Eine Einführung in das Thema bei MASCH Wuppertal am 25.03.09

von Wolfgang Richter

Vorbemerkung: Ich spreche einleitend nur zu zwei Aspekten des Themas. Der eine skizziert eine Analyse des aktuellen Konjunkturpakets der Bundesregierung "für die Städte", der andere versucht einen Blick auf Veränderungen in den "Arbeitsmärkten" vor Ort und dabei die Rolle der Städte.

Kapitalismus aktuell - die so genannte Krise hat nun auch die Stadt erreicht. Und damit die Stadtmenschen, die allerdings schon immer gewittert hatten, dass nicht alles so gut ist, wie es oben gesagt wird. Krise war seit langem vor allem in den großen Städten, wo die Menschen dicht zusammen leben, mit Händen zu greifen. Sie war allgegenwärtig in den Nachbarschaften und Stadtteilen, in denen die Klasse der abhängig Beschäftigten und der Erwerbslosen lebt. Aber man konnte sie zunehmend auch anderswo erkennen, wenn man nur wollte. Die Klasse kannte Krise und würde diese neue auch überleben.

Die nun große Krise hatte sich schon längere Zeit in den Medien als etwas ausgebreitet, das eine Krise des Finanzsystems sei. Das war weit weg und das war mit großem Geld des Staates zu behandeln und hoffentlich zu heilen. Selber konnte man da nix dran machen. Aber es gab ja plötzlich irre viel Geld, die Geldmengen, die die Banker von der Politik bekamen, konnte sich keiner richtig vorstellen – die eigenen Vorstellungen waren an Summen für Miete und Haushalt, gerade noch für Auto und Urlaub gewöhnt, das war sukzessive immer weniger geworden.

Dann wurde davon berichtet, die große Krise sei nun auch in der Wirtschaft selbst, in Gewerbe, Handwerk und Industrie angekommen, das war schon weniger weit weg. Wenn aber das Finanzsystem wieder flott gemacht sei, würde es bald wieder Geld für Investitionen geben und alles würde wieder wie früher werden. Jetzt kann man auch selbst wieder etwas dazutun: Man kann Verzicht üben, Lohnminderung hinnehmen, Kurzarbeit machen, den Betrieb retten helfen. Den Konsumterror muss man auch nicht mitmachen. Inzwischen haben sich Tafeln, Kleiderkammern und Umsonstnotdienste ausgebreitet – ein blühendes Wohlfahrtsgewerbe, die Hängematte ganz unten.

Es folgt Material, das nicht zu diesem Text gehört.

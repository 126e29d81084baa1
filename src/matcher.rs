// Match Scanner - pairs new supply with standing demand (and vice versa)
//
// A candidate (listing, demand) pair matches only when all three criteria
// hold:
//   1. Location: some target region has the listing's state and either
//      city "ANY" or the listing's city.
//   2. Breed: demand filter is "Any" or equals the listing's breed.
//   3. Age: demand age_min <= listing age <= age_max.
//
// For every match, both owners get an in-app notification and a best-effort
// email to their recorded contact. Email failures are logged, never raised.

use rusqlite::Connection;

use crate::entities::{DemandRequest, Listing};
use crate::error::Result;
use crate::mailer::{self, MailSender, MatchDetails};
use crate::notify;

/// The full three-criterion match check
pub fn is_match(listing: &Listing, demand: &DemandRequest) -> bool {
    // 1. Geographic location
    let location_match = demand
        .targets
        .iter()
        .any(|t| t.covers(&listing.state, &listing.city));
    if !location_match {
        return false;
    }

    // 2. Breed ("Any" is a wildcard)
    if demand.race != "Any" && demand.race != listing.race {
        return false;
    }

    // 3. Age range
    demand.age_min <= listing.age && listing.age <= demand.age_max
}

/// New supply listing: scan all standing demand. Returns the match count.
pub fn scan_for_listing(
    conn: &Connection,
    mailer: &dyn MailSender,
    listing: &Listing,
) -> Result<usize> {
    let demands = crate::store::all_demands(conn)?;
    let mut matches = 0;

    for demand in &demands {
        if !is_match(listing, demand) {
            continue;
        }
        matches += 1;
        notify_pair(conn, mailer, listing, demand, true);
    }

    Ok(matches)
}

/// New demand request: scan all OPEN supply. Returns the match count.
pub fn scan_for_demand(
    conn: &Connection,
    mailer: &dyn MailSender,
    demand: &DemandRequest,
) -> Result<usize> {
    let listings = crate::store::open_listings(conn)?;
    let mut matches = 0;

    for listing in &listings {
        if !is_match(listing, demand) {
            continue;
        }
        matches += 1;
        notify_pair(conn, mailer, listing, demand, false);
    }

    Ok(matches)
}

/// Notify both sides of a matched pair. `listing_is_new` flips who is the
/// submitter and who holds the older record.
fn notify_pair(
    conn: &Connection,
    mailer: &dyn MailSender,
    listing: &Listing,
    demand: &DemandRequest,
    listing_is_new: bool,
) {
    let farmer_details = MatchDetails {
        role: "Matched with Buyer".to_string(),
        contact: Some(demand.contact.clone()),
        race: demand.race.clone(),
        quantity: demand.quantity,
        location: listing.city.clone(),
    };
    let buyer_details = MatchDetails {
        role: if listing_is_new {
            "New Farmer matched you".to_string()
        } else {
            "Matched with Farmer".to_string()
        },
        contact: Some(listing.contact.clone()),
        race: listing.race.clone(),
        quantity: listing.quantity,
        location: listing.city.clone(),
    };

    let (farmer_subject, buyer_subject) = if listing_is_new {
        ("Match Found: New Deal Available!", "New Interest in your Listing!")
    } else {
        ("New Interest in your Listing!", "Match Found: New Deal Available!")
    };

    notify::notify(
        conn,
        &listing.owner_id,
        farmer_subject,
        serde_json::to_value(&farmer_details).unwrap_or_default(),
    );
    mailer::send_match_email(mailer, &listing.contact, farmer_subject, &farmer_details);

    notify::notify(
        conn,
        &demand.owner_id,
        buyer_subject,
        serde_json::to_value(&buyer_details).unwrap_or_default(),
    );
    mailer::send_match_email(mailer, &demand.contact, buyer_subject, &buyer_details);
}

#[cfg(test)]
mod tests {
    use super::*;
    use crate::entities::{NewDemand, NewListing, TargetRegion, WeightMode};
    use crate::mailer::testing::RecordingMailer;
    use crate::store;

    fn pa_listing(city: &str, race: &str, age: i64) -> Listing {
        Listing::create(
            NewListing {
                race: race.to_string(),
                age,
                sex: "M".to_string(),
                quantity: 10,
                state: "PA".to_string(),
                city: city.to_string(),
                contact: "farmer@example.com".to_string(),
                category: None,
                estimated_weight: Some(450.0),
                availability_start: None,
                availability_end: None,
                weight_type: WeightMode::Live,
                cattle_photo: None,
            },
            "farmer1",
        )
    }

    fn demand(targets: Vec<TargetRegion>, race: &str, age_min: i64, age_max: i64) -> DemandRequest {
        DemandRequest::create(
            NewDemand {
                targets,
                race: race.to_string(),
                age_min: Some(age_min),
                age_max: Some(age_max),
                sex: "M".to_string(),
                quantity: 50,
                contact: "buyer@example.com".to_string(),
            },
            "buyer1",
        )
    }

    fn region(state: &str, city: &str) -> TargetRegion {
        TargetRegion {
            state: state.to_string(),
            city: city.to_string(),
        }
    }

    #[test]
    fn test_any_city_wildcard_matches() {
        // farmer {PA, Belém, Nelore, 24} vs buyer {PA, ANY}, "Any", [0, 36]
        let listing = pa_listing("Belém", "Nelore", 24);
        let buyer = demand(vec![region("PA", "ANY")], "Any", 0, 36);
        assert!(is_match(&listing, &buyer));
    }

    #[test]
    fn test_different_city_fails() {
        // same farmer vs buyer target {PA, Santarém}
        let listing = pa_listing("Belém", "Nelore", 24);
        let buyer = demand(vec![region("PA", "Santarém")], "Any", 0, 36);
        assert!(!is_match(&listing, &buyer));
    }

    #[test]
    fn test_breed_filter() {
        let listing = pa_listing("Belém", "Nelore", 24);
        let angus_only = demand(vec![region("PA", "ANY")], "Angus", 0, 100);
        assert!(!is_match(&listing, &angus_only));

        let nelore = demand(vec![region("PA", "ANY")], "Nelore", 0, 100);
        assert!(is_match(&listing, &nelore));
    }

    #[test]
    fn test_age_range_is_inclusive() {
        let listing = pa_listing("Belém", "Nelore", 36);
        assert!(is_match(&listing, &demand(vec![region("PA", "ANY")], "Any", 0, 36)));
        assert!(!is_match(&listing, &demand(vec![region("PA", "ANY")], "Any", 0, 35)));
        assert!(!is_match(&listing, &demand(vec![region("PA", "ANY")], "Any", 37, 60)));
    }

    #[test]
    fn test_any_target_region_suffices() {
        let listing = pa_listing("Belém", "Nelore", 24);
        let buyer = demand(
            vec![region("MT", "ANY"), region("PA", "Belém")],
            "Any",
            0,
            100,
        );
        assert!(is_match(&listing, &buyer));
    }

    #[test]
    fn test_scan_notifies_both_sides_and_counts() {
        let conn = Connection::open_in_memory().unwrap();
        store::setup_database(&conn).unwrap();

        let matching = demand(vec![region("PA", "ANY")], "Any", 0, 36);
        let non_matching = demand(vec![region("SP", "ANY")], "Any", 0, 36);
        store::insert_demand(&conn, &matching).unwrap();
        store::insert_demand(&conn, &non_matching).unwrap();

        let listing = pa_listing("Belém", "Nelore", 24);
        store::insert_listing(&conn, &listing).unwrap();

        let mailer = RecordingMailer::new();
        let count = scan_for_listing(&conn, &mailer, &listing).unwrap();
        assert_eq!(count, 1);

        // one notification per side
        assert_eq!(notify::notifications_for(&conn, "farmer1").unwrap().len(), 1);
        assert_eq!(notify::notifications_for(&conn, "buyer1").unwrap().len(), 1);

        // one email per side (both contacts look like emails)
        assert_eq!(mailer.sent.lock().unwrap().len(), 2);
    }

    #[test]
    fn test_scan_for_demand_only_sees_open_listings() {
        let conn = Connection::open_in_memory().unwrap();
        store::setup_database(&conn).unwrap();

        let open = pa_listing("Belém", "Nelore", 24);
        let mut reserved = pa_listing("Belém", "Nelore", 24);
        reserved.status = crate::entities::ListingStatus::Reserved;
        store::insert_listing(&conn, &open).unwrap();
        store::insert_listing(&conn, &reserved).unwrap();

        let buyer = demand(vec![region("PA", "ANY")], "Any", 0, 36);
        store::insert_demand(&conn, &buyer).unwrap();

        let mailer = RecordingMailer::new();
        let count = scan_for_demand(&conn, &mailer, &buyer).unwrap();
        assert_eq!(count, 1);
    }
}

Nun schreiben und reden einige, schon sehr beunruhigt, ob das nicht zu einer großen Krise des Wirtschaftssystems und auch des Gesellschaftssystems selbst werden könne. Die Details lassen sich immer weniger verschleiern – die bürgerlichen Wirtschaftsinstitute geben wöchentlich neue Schätzzahlen für den Rückgang der ökonomischen Kennziffern heraus – gerade sind sie bei 5% Rückgang des BIP angekommen, sowas war seit dem großen Krieg nicht. Gestern hieß es, die Exporte seien um 15% zurückgegangen, ausgerechnet die Exporte, auf die doch alles aufbaute. Die offiziellen Arbeitslosenzahlen rücken wieder auf 4 Millionen zu, von den verschleierten zu schweigen. Gerade beugen sich wieder Ministeriale in Berlin und Spezialisten in Nürnberg über die Statistiken auf der Suche nach neuen Möglichkeiten, sie zu fälschen.

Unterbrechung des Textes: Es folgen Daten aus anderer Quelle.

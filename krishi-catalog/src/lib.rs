pub mod product;

pub use product::{Product, ProductType, RentalTerms};
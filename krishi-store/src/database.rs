use sqlx::postgres::PgPoolOptions;
use sqlx::{Pool, Postgres};
use std::time::Duration;
use tracing::info;

#[derive(Clone)]
pub struct DbClient {
    pub pool: Pool<Postgres>,
}

impl DbClient {
    pub async fn new(connection_string: &str) -> Result<Self, sqlx::Error> {
        let pool = PgPoolOptions::new()
            .max_connections(5)
            .acquire_timeout(Duration::from_secs(3))
            .connect(connection_string)
            .await?;

        Ok(Self { pool })
    }

    pub async fn migrate(&self) -> Result<(), sqlx::migrate::MigrateError> {
        info!("Running database migrations...");
        sqlx::migrate!("../migrations")
            .run(&self.pool)
            .await?;
        info!("Migrations completed successfully.");
        Ok(())
    }
}
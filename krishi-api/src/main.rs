use chrono::Duration;
use krishi_api::{
    app,
    state::{AppState, AuthConfig},
};
use krishi_rental::{BookingOrchestrator, ProductRepository, RentalRepository};
use krishi_shared::{Clock, SystemClock, TtlCache};
use krishi_store::{DbClient, PgProductRepository, PgRentalRepository};
use std::net::SocketAddr;
use std::sync::Arc;
use tracing_subscriber::{layer::SubscriberExt, util::SubscriberInitExt};

#[tokio::main]
async fn main() {
    tracing_subscriber::registry()
        .with(
            tracing_subscriber::EnvFilter::try_from_default_env()
                .unwrap_or_else(|_| "krishi_api=debug,tower_http=debug,axum::rejection=trace".into()),
        )
        .with(tracing_subscriber::fmt::layer())
        .init();

    let config = krishi_store::app_config::Config::load().expect("Failed to load config");
    tracing::info!("Starting Krishi rental API on port {}", config.server.port);

    let db = DbClient::new(&config.database.url)
        .await
        .expect("Failed to connect to Postgres");
    db.migrate().await.expect("Failed to run migrations");

    let products: Arc<dyn ProductRepository> = Arc::new(PgProductRepository::new(db.pool.clone()));
    let rentals: Arc<dyn RentalRepository> = Arc::new(PgRentalRepository::new(db.pool.clone()));
    let clock: Arc<dyn Clock> = Arc::new(SystemClock);

    let bookings = Arc::new(BookingOrchestrator::new(
        products.clone(),
        rentals.clone(),
        clock.clone(),
    ));
    let product_cache = Arc::new(TtlCache::new(
        clock.clone(),
        Duration::seconds(config.booking.product_cache_seconds as i64),
    ));

    let app_state = AppState {
        products,
        rentals,
        bookings,
        product_cache,
        auth: AuthConfig {
            secret: config.auth.jwt_secret.clone(),
            expiration: config.auth.jwt_expiration_seconds,
        },
    };

    let app = app(app_state);

    let addr = SocketAddr::from(([0, 0, 0, 0], config.server.port));
    tracing::info!("Listening on {}", addr);

    let listener = tokio::net::TcpListener::bind(addr).await.unwrap();
    axum::serve(listener, app).await.unwrap();
}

Da kommt die herrschende Klasse beobachtbar ins Grübeln, wie diese Krise wieder eingefangen werden könne. Einige reden von Verstaatlichung der wichtigsten Unternehmen in den wichtigsten Wirtschaftssektoren. Unerhörte Töne im Klassenkampf – kämen sie aus der ausgebeuteten Klasse, wäre der Verfassungsschutz nicht weit. Aber sie kommen aus der ausbeutenden Klasse – die leitet den Verfassungsschutz. Verquere Fronten, so scheint es. Die Klassenkampftöne kommen von rechts, von oben - von links, von unten kommen eher wenige und wenig organisierte Klassenkampftöne. Wenn sie überhaupt zu hören sind, erklingt eine weitere Keynes-Melodie. Die Systemfrage wird nicht gestellt, noch nicht.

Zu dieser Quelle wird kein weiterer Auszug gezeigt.